Medical Students Fight over Space

17
06

2011
00:00

With a reputation as diploma mills, Caribbean medical schools are dedicated for-profit businesses that serve rejected applicants from the United States – but they still depend on American hospitals for the crucial clinical experience required during the second half of a medical education. Recently, however, an effort has begun in New York City to limit their access to local hospitals since there are only a certain number of spots available for such field work, and charges of elitism are flying. But how is it possible for foreign medical schools to threaten turf belonging to American ones?

Because Caribbean medical schools are first and foremost businesses, they take just about anyone able to pay, especially those rejected by more prestigious American schools. At an elite institution like Weill Cornell Medical College in New York City, donors from investment banker Sanford I. Weill to real estate developer Isaac Toussie provide a lot of money, resulting in tuition and fees of about forty-five thousand dollars a year. In contrast, a Caribbean medical school can charge as much as sixty thousand dollars!

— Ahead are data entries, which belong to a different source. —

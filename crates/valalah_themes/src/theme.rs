//! # Theme
//!
//! One running theme: either a falling-particle controller or the pointer
//! trail. Everything the page needs goes through this enum, so the stage and
//! the browser backend never care which kind is active.

use std::time::Duration;

use rand::Rng;
use tracing::info;
use valalah_core::{
    Dispatch, Driven, EntityId, OptionalSound, ParticleController, Phase, Scheduler, SoundLoader,
    Surface, TrailController, Viewport, Wakeup,
};

use crate::error::ThemeResult;
use crate::kind::ThemeKind;
use crate::overrides::ThemeOverrides;

/// What a theme runs on.
#[derive(Debug)]
pub struct ThemeParts<S, K, R> {
    /// Where nodes go.
    pub surface: S,
    /// Timer source.
    pub scheduler: K,
    /// Randomness.
    pub rng: R,
}

/// A built theme.
pub enum Theme<S: Surface, K: Scheduler, R: Rng> {
    /// Autumn, winter or easter.
    Falling {
        /// Which one.
        kind: ThemeKind,
        /// Its controller.
        controller: ParticleController<S, K, R>,
    },
    /// Summer.
    Glow(TrailController<S, K, R>),
}

impl<S: Surface, K: Scheduler, R: Rng> Theme<S, K, R> {
    /// Builds `kind` from its (possibly overridden) preset. Sounds are
    /// preloaded here; a sound that fails to load just leaves the theme mute.
    ///
    /// # Errors
    ///
    /// Returns [`crate::ThemeError::Config`] if the overrides produce an
    /// invalid configuration.
    pub fn build(
        kind: ThemeKind,
        overrides: &ThemeOverrides,
        viewport: &Viewport,
        parts: ThemeParts<S, K, R>,
        sounds: &mut dyn SoundLoader,
    ) -> ThemeResult<Self> {
        let ThemeParts {
            surface,
            scheduler,
            rng,
        } = parts;

        let theme = if kind.is_continuous() {
            let config = overrides.trail_config()?;
            Self::Glow(TrailController::new(config, viewport, surface, scheduler, rng)?)
        } else {
            let config = overrides.controller_config(kind)?;
            let sound = config
                .interaction
                .as_ref()
                .and_then(|interaction| interaction.sound.as_ref())
                .map_or_else(OptionalSound::none, |sound| OptionalSound::preload(sounds, sound));
            let controller =
                ParticleController::new(config, viewport, surface, scheduler, rng)?.with_sound(sound);
            Self::Falling { kind, controller }
        };

        info!(theme = %kind, "{}", kind.load_message());
        Ok(theme)
    }

    /// Which theme this is.
    #[must_use]
    pub fn kind(&self) -> ThemeKind {
        match self {
            Self::Falling { kind, .. } => *kind,
            Self::Glow(_) => ThemeKind::Summer,
        }
    }

    /// Starts spawning (or following the pointer).
    pub fn start(&mut self) {
        match self {
            Self::Falling { controller, .. } => controller.start(),
            Self::Glow(trail) => trail.start(),
        }
    }

    /// Tears down. Idempotent.
    pub fn stop(&mut self) {
        match self {
            Self::Falling { controller, .. } => controller.stop(),
            Self::Glow(trail) => trail.stop(),
        }
    }

    /// Lifecycle phase.
    #[must_use]
    pub fn phase(&self) -> Phase {
        match self {
            Self::Falling { controller, .. } => controller.phase(),
            Self::Glow(trail) => trail.phase(),
        }
    }

    /// Feeds a pointer sample. Only the glow listens.
    pub fn on_pointer_move(&mut self, x: f32, y: f32, at: Duration) {
        if let Self::Glow(trail) = self {
            trail.on_pointer_move(x, y, at);
        }
    }

    /// Feeds an activation of entity `id` at page position `at`. Only
    /// interactive themes listen.
    pub fn on_interact(&mut self, id: EntityId, at: (f32, f32)) -> bool {
        match self {
            Self::Falling { controller, .. } => controller.on_interact(id, at),
            Self::Glow(_) => false,
        }
    }

    /// Counted entities: particles, or trail segments for the glow.
    #[must_use]
    pub fn live_count(&self) -> usize {
        match self {
            Self::Falling { controller, .. } => controller.live_count(),
            Self::Glow(trail) => trail.trail_len(),
        }
    }

    /// Upper bound on [`Theme::live_count`].
    #[must_use]
    pub fn capacity(&self) -> usize {
        match self {
            Self::Falling { controller, .. } => controller.capacity(),
            Self::Glow(trail) => trail.config().max_trail_length,
        }
    }

    /// The surface.
    #[must_use]
    pub fn surface(&self) -> &S {
        match self {
            Self::Falling { controller, .. } => controller.surface(),
            Self::Glow(trail) => trail.surface(),
        }
    }

    /// The falling controller, if this is one.
    #[must_use]
    pub fn as_falling(&self) -> Option<&ParticleController<S, K, R>> {
        match self {
            Self::Falling { controller, .. } => Some(controller),
            Self::Glow(_) => None,
        }
    }

    /// The trail controller, if this is the glow.
    #[must_use]
    pub fn as_glow(&self) -> Option<&TrailController<S, K, R>> {
        match self {
            Self::Falling { .. } => None,
            Self::Glow(trail) => Some(trail),
        }
    }
}

impl<S: Surface, K: Scheduler, R: Rng> Dispatch for Theme<S, K, R> {
    fn dispatch(&mut self, wakeup: Wakeup) {
        match self {
            Self::Falling { controller, .. } => controller.dispatch(wakeup),
            Self::Glow(trail) => trail.dispatch(wakeup),
        }
    }
}

impl<S: Surface, K: Scheduler, R: Rng> Driven for Theme<S, K, R> {
    type Clock = K;

    fn clock(&self) -> &K {
        match self {
            Self::Falling { controller, .. } => controller.clock(),
            Self::Glow(trail) => trail.clock(),
        }
    }

    fn clock_mut(&mut self) -> &mut K {
        match self {
            Self::Falling { controller, .. } => controller.clock_mut(),
            Self::Glow(trail) => trail.clock_mut(),
        }
    }
}

#[cfg(test)]
mod tests {
    use super::*;
    use rand::SeedableRng;
    use rand_chacha::ChaCha8Rng;
    use valalah_core::{
        advance, EffectError, EffectResult, MemorySurface, SilentLoader, SimulatedScheduler,
        Sound, SoundConfig,
    };

    type TestTheme = Theme<MemorySurface, SimulatedScheduler, ChaCha8Rng>;

    struct MissingAudio;

    impl SoundLoader for MissingAudio {
        fn load(&mut self, config: &SoundConfig) -> EffectResult<Box<dyn Sound>> {
            Err(EffectError::Audio(format!("404 {}", config.src)))
        }
    }

    fn parts() -> ThemeParts<MemorySurface, SimulatedScheduler, ChaCha8Rng> {
        ThemeParts {
            surface: MemorySurface::new(),
            scheduler: SimulatedScheduler::new(),
            rng: ChaCha8Rng::seed_from_u64(8),
        }
    }

    fn build(kind: ThemeKind, sounds: &mut dyn SoundLoader) -> TestTheme {
        Theme::build(kind, &ThemeOverrides::none(), &Viewport::desktop(), parts(), sounds).unwrap()
    }

    #[test]
    fn test_every_kind_builds_and_runs() {
        for kind in ThemeKind::ALL {
            let mut theme = build(kind, &mut SilentLoader);
            assert_eq!(theme.kind(), kind);

            theme.start();
            theme.on_pointer_move(300.0, 300.0, Duration::ZERO);
            advance(&mut theme, Duration::from_secs(5));
            assert!(theme.live_count() > 0, "{kind} produced nothing");
            assert!(theme.live_count() <= theme.capacity());

            theme.stop();
            assert_eq!(theme.live_count(), 0);
            assert_eq!(theme.surface().live_count(), 0);
        }
    }

    #[test]
    fn test_easter_without_audio_still_cracks() {
        let mut theme = build(ThemeKind::Easter, &mut MissingAudio);
        assert!(!theme.as_falling().unwrap().sound_enabled());

        theme.start();
        advance(&mut theme, Duration::from_millis(10));
        let id = theme.as_falling().unwrap().live_ids()[0];
        assert!(theme.on_interact(id, (50.0, 50.0)));
    }

    #[test]
    fn test_only_easter_is_interactive() {
        let mut theme = build(ThemeKind::Winter, &mut SilentLoader);
        theme.start();
        advance(&mut theme, Duration::from_millis(10));
        let id = theme.as_falling().unwrap().live_ids()[0];
        assert!(!theme.on_interact(id, (0.0, 0.0)));
    }
}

Now, due to such high fees, it’s no wonder that Caribbean schools can easily pay New York hospitals to let in their students – and no wonder, what’s more, the movement to restrict such access to American schools, which otherwise lose out.

Thus the turf war.

Traditionally, hospitals agree to mentor, in effect, a medical school’s students because they like to be associated with prestigious names. And though Caribbean institutions are not prestigious, they have tons of money, which is a most important consideration, naturally.

And what administrator is going to do without such money, especially in this economy?